Wie wichtig Gesundheitsschutz innerhalb der pädagogischen Betreuungspersonals der Stadtverwaltung tatsächlich ist, das weiß auch Anne Mark nur zu gut. Mark arbeitet selbst als Sozialarbeiterin, ist aber innerhalb der Stadtverwaltung auch Vertrauensleutesprecherin der Dienstleistungsgewerkschaft. Vor allem im Allgemeinen Sozialen Dienst (ASD) sei die Lage prekär. Steigende Arbeitsanforderungen, unbesetzte Stellen und ein immer weiter steigender psychischer Druck sorgen für eine fast schon unglaubliche Fehlzeit von rund 30 Prozent. Ausgesprochen hoch ist dabei auch die Quote derer, die am so genannten "burnout"-Syndrom leiden. Dank der recht unattraktiven Einstiegsvergütung und der häufig befristeten Arbeitsverträge für Berufseinsteiger wird es zudem immer schwieriger neue qualifizierte Fachkräfte für die städtische Sozialarbeit zu gewinnen, berichtete Mark. Bis 2006 gab es sogar einen generellen Wiederbesetzungsstopp der Stadtverwaltung. In der Folge stieg das Durchschnittsalter der ASD-Beschäftigten auf inzwischen 45 Jahre. Ob die zuletzt zugesetzten 20 Stellen im so genannten "Gefährdungs-Sofort-Dienst" (GSD) tatsächlich zu einer Verbesserung führen, lässt sich derzeit noch nicht sagen. Ähnliche Probleme haben auch die Erzieherinnen in den städtischen Kitas. Von der Regelarbeitszeit von 38,5 Wochenstunden bleiben dem Kita-Personal im Durchschnitt nicht einmal die Hälfte der Arbeitszeit für die pädagogische Betreuung. Viel zu wenig, wie Personalrätin Sabine Bruns meint. Bei einer Befragung unter rund 2000 der insgesamt rund 2500 Mitarbeiterinnen ermittelte die Gewerkschaft einen Krankenstand von immer noch 20 Prozent.

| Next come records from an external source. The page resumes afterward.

impl NativeCursor<NativeMemory> {
    /// Begin a walk at the instruction that called this function.
    ///
    /// Always inlined so the captured registers belong to the caller's own
    /// frame, which becomes the innermost frame of the walk.
    #[cfg(target_arch = "x86_64")]
    #[inline(always)]
    pub fn capture(cfi: Arc<CfiTable>) -> Result<Self> {
        let (ip, sp, bp): (u64, u64, u64);
        let (rbx, r12, r13, r14, r15): (u64, u64, u64, u64, u64);
        // SAFETY: copies registers into locals; touches no memory. Outputs
        // are pinned to caller-saved registers so no source is overwritten
        // before it is read.
        unsafe {
            std::arch::asm!(
                "lea rax, [rip]",
                "mov rcx, rsp",
                "mov rdx, rbp",
                "mov rsi, rbx",
                "mov rdi, r12",
                "mov r8, r13",
                "mov r9, r14",
                "mov r10, r15",
                out("rax") ip,
                out("rcx") sp,
                out("rdx") bp,
                out("rsi") rbx,
                out("rdi") r12,
                out("r8") r13,
                out("r9") r14,
                out("r10") r15,
                options(nomem, nostack, preserves_flags),
            );
        }
        Ok(Self::new(NativeMemory, cfi, ip, sp, bp)
            .with_register(X86_64::RBX, rbx)
            .with_register(X86_64::R12, r12)
            .with_register(X86_64::R13, r13)
            .with_register(X86_64::R14, r14)
            .with_register(X86_64::R15, r15)
            .at_exact_pc())
    }

    /// Begin a walk at the instruction that called this function.
    #[cfg(not(target_arch = "x86_64"))]
    pub fn capture(_cfi: Arc<CfiTable>) -> Result<Self> {
        Err(UnwindError::UnsupportedTarget)
    }
}

impl<M: FrameMemory> fmt::Debug for NativeCursor<M> {
    fn fmt(&self, f: &mut fmt::Formatter<'_>) -> fmt::Result {
        f.debug_struct("NativeCursor")
            .field("ip", &format_args!("{:#x}", self.ip))
            .field("sp", &format_args!("{:#x}", self.sp))
            .field("bp", &format_args!("{:#x}", self.bp))
            .field("regs", &self.regs)
            .field("done", &self.done)
            .finish_non_exhaustive()
    }
}

impl<M: FrameMemory> StackCursor for NativeCursor<M> {
    fn step(&mut self) -> Result<bool> {
        if self.done {
            return Ok(false);
        }
        if !self.primed {
            self.primed = true;
            self.done = self.ip == 0;
            return Ok(!self.done);
        }

        let pc = self.lookup_pc();
        let caller = match self.cfi.step(&mut self.scratch, pc, &self.regs, &self.memory)? {
            Some(caller) => caller,
            None => match self.frame_pointer_step()? {
                Some(caller) => caller,
                None => {
                    self.done = true;
                    return Ok(false);
                }
            },
        };

        // An undefined return address marks the outermost frame.
        let ip = match caller.get(X86_64::RA) {
            Ok(ip) if ip != 0 => ip,
            _ => {
                self.done = true;
                return Ok(false);
            }
        };
        let sp = caller.get(X86_64::RSP)?;
        if sp <= self.sp {
            return Err(UnwindError::StepFailed {
                ip: self.ip,
                reason: "stack pointer did not advance",
            });
        }

        self.ip = ip;
        self.sp = sp;
        self.bp = caller.get(X86_64::RBP).unwrap_or(0);
        self.regs = caller;
        self.exact_pc = false;
        Ok(true)
    }

    #[inline]
    fn ip(&self) -> u64 {
        self.ip
    }

    #[inline]
    fn sp(&self) -> u64 {
        self.sp
    }

    #[inline]
    fn bp(&self) -> u64 {
        self.bp
    }

    fn lookup_pc(&self) -> u64 {
        if self.exact_pc {
            self.ip
        } else {
            self.ip.saturating_sub(1)
        }
    }

    #[inline]
    fn register(&self, reg: Register) -> Result<u64> {
        self.regs.get(reg)
    }

    fn set_register(&mut self, reg: Register, value: u64) -> Result<()> {
        self.regs.set(reg, value)?;
        match reg {
            X86_64::RSP => self.sp = value,
            X86_64::RBP => self.bp = value,
            X86_64::RA => self.ip = value,
            _ => {}
        }
        Ok(())
    }

    fn set_ip(&mut self, ip: u64) {
        self.ip = ip;
        self.exact_pc = true;
        let _ = self.regs.set(X86_64::RA, ip);
    }

    fn reanchor(&mut self, context_address: u64) -> Result<()> {
        let ctx = ReturnContext::read(&self.memory, context_address)?;
        self.regs = ctx.registers(context_address);
        self.ip = ctx.rip;
        self.bp = ctx.rbp;
        self.sp = ReturnContext::resumer_sp(context_address);
        self.exact_pc = false;
        self.primed = true;
        self.done = false;
        Ok(())
    }

    fn memory(&self) -> &dyn FrameMemory {
        &self.memory
    }

    unsafe fn resume(&mut self) -> Result<()> {
        if let Some(reg) = CALLEE_SAVED.into_iter().find(|r| !self.regs.is_available(*r)) {
            return Err(UnwindError::IncompleteRegisterState {
                ip: self.ip,
                reg: reg.0,
            });
        }
        let mut words = [0u64; REGISTER_COUNT];
        for (reg, value) in self.regs.iter() {
            words[reg.0 as usize] = value;
        }
        words[X86_64::RA.0 as usize] = self.ip;
        words[X86_64::RSP.0 as usize] = self.sp;
        words[X86_64::RBP.0 as usize] = self.bp;
        log::trace!("landing at {:#x} with {:?}", self.ip, self.regs);
        // SAFETY: forwarded from the caller's contract.
        unsafe { land(&words) }
    }
}

/// Load the register block (DWARF order, 8 bytes per register) and jump to
/// its return-address slot.
#[cfg(target_arch = "x86_64")]
unsafe fn land(words: &[u64; REGISTER_COUNT]) -> ! {
    // SAFETY: the caller guarantees the target frame is live and expects
    // exactly this register state. The jump target is read into rcx before
    // rsp moves, so nothing is read from the abandoned stack afterwards.
    unsafe {
        std::arch::asm!(
            "mov rcx, [rdi + 128]",
            "mov rax, [rdi + 0]",
            "mov rdx, [rdi + 8]",
            "mov rbx, [rdi + 24]",
            "mov rsi, [rdi + 32]",
            "mov rbp, [rdi + 48]",
            "mov r8,  [rdi + 64]",
            "mov r9,  [rdi + 72]",
            "mov r10, [rdi + 80]",
            "mov r11, [rdi + 88]",
            "mov r12, [rdi + 96]",
            "mov r13, [rdi + 104]",
            "mov r14, [rdi + 112]",
            "mov r15, [rdi + 120]",
            "mov rsp, [rdi + 56]",
            "jmp rcx",
            in("rdi") words.as_ptr(),
            options(noreturn),
        )
    }
}

#[cfg(not(target_arch = "x86_64"))]
unsafe fn land(_words: &[u64; REGISTER_COUNT]) -> ! {
    crate::error::fatal(&UnwindError::UnsupportedTarget, None, None)
}

// =============================================================================
// Tests
// =============================================================================

#[cfg(test)]
mod tests {
    use super::*;
    use crate::cursor::SnapshotMemory;
    use crate::cursor::cfi::CfiSection;
    use crate::cursor::cfi::tests::prologue_eh_frame;

    /// Three frames: 0x7000 → 0x7100 → 0x7200 → end.
    fn chain() -> SnapshotMemory {
        let mut mem = SnapshotMemory::new();
        mem.write_word(0x7000, 0x7100);
        mem.write_word(0x7008, 0x2222);
        mem.write_word(0x7100, 0x7200);
        mem.write_word(0x7108, 0x3333);
        mem.write_word(0x7200, 0);
        mem.write_word(0x7208, 0);
        mem
    }

    /// CFI for a function at [0x1000, 0x1100) that spills RBX.
    fn cfi() -> Arc<CfiTable> {
        let table = CfiTable::new();
        table.register(CfiSection::new(prologue_eh_frame(0x1000, 0x100), 0x40_0000).unwrap());
        Arc::new(table)
    }

    fn saved_registers(cursor: NativeCursor<SnapshotMemory>) -> NativeCursor<SnapshotMemory> {
        cursor
            .with_register(X86_64::RBX, 0x1)
            .with_register(X86_64::R12, 0xC12)
            .with_register(X86_64::R13, 0xC13)
            .with_register(X86_64::R14, 0xC14)
            .with_register(X86_64::R15, 0xC15)
    }

    #[test]
    fn test_walks_frame_pointer_chain() {
        let mut cursor = NativeCursor::new(chain(), Arc::default(), 0x1111, 0x6f00, 0x7000);
        let mut seen = Vec::new();
        while cursor.step().unwrap() {
            seen.push((cursor.ip(), cursor.sp(), cursor.bp()));
        }
        assert_eq!(
            seen,
            vec![
                (0x1111, 0x6f00, 0x7000),
                (0x2222, 0x7010, 0x7100),
                (0x3333, 0x7110, 0x7200),
            ]
        );
        assert!(!cursor.step().unwrap());
    }

    #[test]
    fn test_frame_pointer_step_drops_spillable_registers() {
        let cursor = NativeCursor::new(chain(), Arc::default(), 0x1111, 0x6f00, 0x7000);
        let mut cursor = saved_registers(cursor);
        cursor.step().unwrap();
        cursor.step().unwrap();
        assert_eq!(cursor.register(X86_64::RBP), Ok(0x7100));
        assert_eq!(cursor.register(X86_64::RA), Ok(0x2222));
        assert_eq!(
            cursor.register(X86_64::RBX),
            Err(UnwindError::RegisterUnavailable(3))
        );
        assert_eq!(cursor.registers().available_count(), 3);
    }

    #[test]
    fn test_cfi_step_recovers_callee_saved() {
        let mut mem = chain();
        // Function at 0x1000 spilled the caller's RBX below its saved RBP.
        mem.write_word(0x6ff8, 0xB0B);
        let cursor = NativeCursor::new(mem, cfi(), 0x1040, 0x6fe0, 0x7000).at_exact_pc();
        let mut cursor = saved_registers(cursor);

        assert!(cursor.step().unwrap());
        assert_eq!(cursor.lookup_pc(), 0x1040);
        assert!(cursor.step().unwrap());
        assert_eq!((cursor.ip(), cursor.sp(), cursor.bp()), (0x2222, 0x7010, 0x7100));
        assert_eq!(cursor.lookup_pc(), 0x2221);
        assert_eq!(cursor.register(X86_64::RBX), Ok(0xB0B));
        assert_eq!(cursor.register(X86_64::R12), Ok(0xC12));
        assert_eq!(cursor.register(X86_64::R15), Ok(0xC15));
        assert_eq!(
            cursor.register(X86_64::RAX),
            Err(UnwindError::RegisterUnavailable(0))
        );

        // 0x2222 has no CFI; the frame-pointer record takes over.
        assert!(cursor.step().unwrap());
        assert_eq!(cursor.ip(), 0x3333);
        assert!(!cursor.registers().is_available(X86_64::RBX));
    }

    #[test]
    fn test_return_address_past_fde_end_uses_call_site() {
        let mut mem = SnapshotMemory::new();
        mem.write_word(0x6ff8, 0xB0B);
        mem.write_word(0x7000, 0x7100);
        mem.write_word(0x7008, 0x5555);
        mem.write_word(0x7100, 0);
        mem.write_word(0x7108, 0);
        // A frame whose return address is the first byte after the FDE.
        let mut cursor = NativeCursor::new(mem, cfi(), 0x1100, 0x6fe0, 0x7000);
        cursor.step().unwrap();
        assert_eq!(cursor.lookup_pc(), 0x10FF);
        assert!(cursor.step().unwrap());
        assert_eq!(cursor.ip(), 0x5555);
        assert_eq!(cursor.register(X86_64::RBX), Ok(0xB0B));
    }

    #[test]
    fn test_resume_refuses_unrecovered_callee_saved() {
        let cursor = NativeCursor::new(chain(), Arc::default(), 0x1111, 0x6f00, 0x7000);
        let mut cursor = saved_registers(cursor);
        cursor.step().unwrap();
        cursor.step().unwrap();
        cursor.set_ip(0x2280);
        // SAFETY: refused before any register is loaded.
        let result = unsafe { cursor.resume() };
        assert_eq!(
            result,
            Err(UnwindError::IncompleteRegisterState { ip: 0x2280, reg: 3 })
        );
    }

    #[test]
    fn test_descending_chain_rejected() {
        let mut mem = SnapshotMemory::new();
        mem.write_word(0x7000, 0x6000);
        mem.write_word(0x7008, 0x2222);
        let mut cursor = NativeCursor::new(mem, Arc::default(), 0x1111, 0x6f00, 0x7000);
        assert!(cursor.step().unwrap());
        assert!(matches!(
            cursor.step(),
            Err(UnwindError::StepFailed { .. })
        ));
    }

    #[test]
    fn test_reanchor_to_return_context() {
        let mut mem = chain();
        let ctx = ReturnContext {
            r12: 0xC12,
            rbx: 0xB,
            rbp: 0x9000,
            rip: 0x4444,
            ..Default::default()
        };
        mem.write_context(0x8000, &ctx);
        let mut cursor = NativeCursor::new(mem, Arc::default(), 0x1111, 0x6f00, 0x7000);
        cursor.step().unwrap();
        cursor.reanchor(0x8000).unwrap();
        assert_eq!(cursor.ip(), 0x4444);
        assert_eq!(cursor.bp(), 0x9000);
        assert_eq!(cursor.sp(), 0x8038);
        assert_eq!(cursor.register(X86_64::R12), Ok(0xC12));
        assert_eq!(cursor.register(X86_64::RBX), Ok(0xB));
    }
}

Die Stadt kündigte unterdessen am gleichen Tag an, in der kommenden Woche an den besagten Streiktagen wieder einen Notfalldienst aufrecht erhalten zu wollen. Auch wenn die Stadt keine konkreten Zahlen zu den bereit gestellten Notfallkindergartenplätze mitteilte, dürfte die Zahl wohl in ähnlicher Höhe wie zuletzt. Seit dem heutigen Mittwoch sind überdies wieder sieben Hotline-Nummern für betroffene Eltern und Erziehungsberechtigte freigeschaltet, um Engpässe in der Versorgung des Nachwuchses möglichst unbürokratisch zu beheben. Die Durchwahlnummern lauten: 0221/221-35240, -35241, -28595, -28596, 25646, -25647 sowie – 25648. Außerdem ist auch der Weg per E-Mail möglich. Die Adresse lautet:

kindergartenstreik@stadt-koeln.de

Am kommenden Montag findet vor dem DGB-Haus am Hans-Böckler-Platz ab 9:30 Uhr eine Protestkundgebung statt. Ab 11 Uhr wird sich der Demonstrationszug dann in Richtung Heumarkt bewegen, wo ab 12 Uhr schließlich die zentrale Kundgebung stattfinden wird. Auch politische Prominenz aus dem fernen Berlin ist angefragt, konkrete Namen wollten die Organisatoren aber nicht nennen. Auch in Sachen Unterstützung durch die Eltern sei man weiterhin zufrieden. Zwar räumten die Gewerkschaftler einzelne kritische Stimmen ein. Der Zuspruch für die Streikaktion sei aber deutlich größer, hieß es dazu abschließend.